**Instructions for the task**: The records sit below. Return every line in them that holds the word "derive".

**Extracted information**:
┄┄┄┄┄┄┄┄┄┄

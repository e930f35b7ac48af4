//! Pipeline configuration loaded from JSON.
//!
//! Every field has a default, so an empty object `{}` is a complete
//! configuration:
//!
//! ```
//! use revenue_forecast::config::PipelineConfig;
//!
//! let config = PipelineConfig::from_json_str(r#"{"horizon": 30}"#).unwrap();
//! assert_eq!(config.horizon, 30);
//! assert_eq!(config.legacy.date_field, "ga:date");
//! ```

use crate::catalog::{MetricCatalog, MetricEntry};
use crate::error::{ForecastError, Result};
use crate::models::{AdditiveConfig, MAX_HORIZON_DAYS};
use crate::sources::DateRange;
use chrono::NaiveDate;
use serde::{Deserialize, Serialize};
use std::path::Path;

/// Default forecast horizon in days.
pub const DEFAULT_HORIZON: usize = 90;

/// Where one source reports its dates and which range to request.
#[derive(Debug, Clone, PartialEq, Eq, Serialize, Deserialize)]
pub struct SourceConfig {
    pub name: String,
    pub date_field: String,
    #[serde(default)]
    pub start: Option<NaiveDate>,
    #[serde(default)]
    pub end: Option<NaiveDate>,
}

impl SourceConfig {
    pub fn primary() -> Self {
        Self {
            name: "ga4".to_string(),
            date_field: "date".to_string(),
            start: None,
            end: None,
        }
    }

    /// The legacy backend stopped collecting data at the end of July 2023.
    pub fn legacy() -> Self {
        Self {
            name: "ua".to_string(),
            date_field: "ga:date".to_string(),
            start: NaiveDate::from_ymd_opt(2005, 1, 1),
            end: NaiveDate::from_ymd_opt(2023, 7, 31),
        }
    }

    pub fn range(&self) -> DateRange {
        DateRange {
            start: self.start,
            end: self.end,
        }
    }
}

#[derive(Debug, Clone, PartialEq, Serialize, Deserialize)]
#[serde(default)]
pub struct PipelineConfig {
    /// Days to forecast past the last observation.
    pub horizon: usize,
    pub model: AdditiveConfig,
    pub primary: SourceConfig,
    pub legacy: SourceConfig,
    /// Catalog entries; empty means the built-in catalog.
    pub metrics: Vec<MetricEntry>,
}

impl Default for PipelineConfig {
    fn default() -> Self {
        Self {
            horizon: DEFAULT_HORIZON,
            model: AdditiveConfig::default(),
            primary: SourceConfig::primary(),
            legacy: SourceConfig::legacy(),
            metrics: Vec::new(),
        }
    }
}

impl PipelineConfig {
    pub fn from_json_str(json: &str) -> Result<Self> {
        serde_json::from_str(json).map_err(|e| ForecastError::Config(e.to_string()))
    }

    /// Read and parse a JSON file, then validate it.
    pub fn load(path: impl AsRef<Path>) -> Result<Self> {
        let path = path.as_ref();
        let text = std::fs::read_to_string(path)
            .map_err(|e| ForecastError::Config(format!("{}: {}", path.display(), e)))?;
        let config = Self::from_json_str(&text)?;
        config.validate()?;
        Ok(config)
    }

    pub fn to_json_string(&self) -> Result<String> {
        serde_json::to_string_pretty(self).map_err(|e| ForecastError::Config(e.to_string()))
    }

    pub fn validate(&self) -> Result<()> {
        if self.horizon > MAX_HORIZON_DAYS {
            return Err(ForecastError::InvalidParameter(format!(
                "horizon must be at most {} days, got {}",
                MAX_HORIZON_DAYS, self.horizon
            )));
        }
        self.model.validate()?;
        self.primary.range().validate()?;
        self.legacy.range().validate()?;
        for source in [&self.primary, &self.legacy] {
            if source.date_field.trim().is_empty() {
                return Err(ForecastError::InvalidParameter(format!(
                    "source `{}` has an empty date field",
                    source.name
                )));
            }
        }
        Ok(())
    }

    /// Built-in catalog with the configured entries added over it.
    pub fn catalog(&self) -> MetricCatalog {
        let mut catalog = MetricCatalog::default();
        for entry in &self.metrics {
            catalog.insert(entry.clone());
        }
        catalog
    }
}

#[cfg(test)]
mod tests {
    use super::*;
    use crate::models::SeasonalityMode;
    use std::io::Write;

    #[test]
    fn empty_object_gives_defaults() {
        let config = PipelineConfig::from_json_str("{}").unwrap();
        assert_eq!(config, PipelineConfig::default());
        assert_eq!(config.horizon, 90);
        assert_eq!(config.primary.date_field, "date");
        assert_eq!(config.legacy.end, NaiveDate::from_ymd_opt(2023, 7, 31));
    }

    #[test]
    fn round_trips_through_json() {
        let mut config = PipelineConfig::default();
        config.horizon = 14;
        config.model.weekly = SeasonalityMode::Disabled;
        config.metrics.push(MetricEntry::new("Users", "totalUsers", "ga:users"));

        let json = config.to_json_string().unwrap();
        let back = PipelineConfig::from_json_str(&json).unwrap();
        assert_eq!(back, config);
    }

    #[test]
    fn configured_metrics_extend_catalog() {
        let config = PipelineConfig::from_json_str(
            r#"{"metrics": [{"display_name": "Users", "primary_field": "totalUsers", "legacy_field": "ga:users"}]}"#,
        )
        .unwrap();
        let catalog = config.catalog();
        assert_eq!(catalog.lookup("Users").unwrap().primary_field, "totalUsers");
        assert!(catalog.lookup("Revenue").is_ok());
    }

    #[test]
    fn invalid_json_is_a_config_error() {
        let err = PipelineConfig::from_json_str(r#"{"horizon": "soon"}"#).unwrap_err();
        assert!(matches!(err, ForecastError::Config(_)));
    }

    #[test]
    fn load_validates() {
        let mut file = tempfile::NamedTempFile::new().unwrap();
        write!(file, r#"{{"model": {{"interval_coverage": 1.5}}}}"#).unwrap();
        let err = PipelineConfig::load(file.path()).unwrap_err();
        assert!(matches!(err, ForecastError::InvalidParameter(_)));

        let err = PipelineConfig::load("/nonexistent/revcast.json").unwrap_err();
        assert!(matches!(err, ForecastError::Config(_)));
    }

    #[test]
    fn oversized_horizon_is_rejected() {
        let config = PipelineConfig::from_json_str(r#"{"horizon": 200000000}"#).unwrap();
        assert!(matches!(
            config.validate(),
            Err(ForecastError::InvalidParameter(_))
        ));

        let config = PipelineConfig {
            horizon: MAX_HORIZON_DAYS,
            ..Default::default()
        };
        assert!(config.validate().is_ok());
    }

    #[test]
    fn inverted_source_range_is_rejected() {
        let mut config = PipelineConfig::default();
        config.primary.start = NaiveDate::from_ymd_opt(2024, 2, 1);
        config.primary.end = NaiveDate::from_ymd_opt(2024, 1, 1);
        assert!(config.validate().is_err());
    }
}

┄┄┄┄┄┄┄┄┄┄

**Response to the task**:
#[derive(Debug, Clone, PartialEq, Eq, Serialize, Deserialize)]
#[derive(Debug, Clone, PartialEq, Serialize, Deserialize)]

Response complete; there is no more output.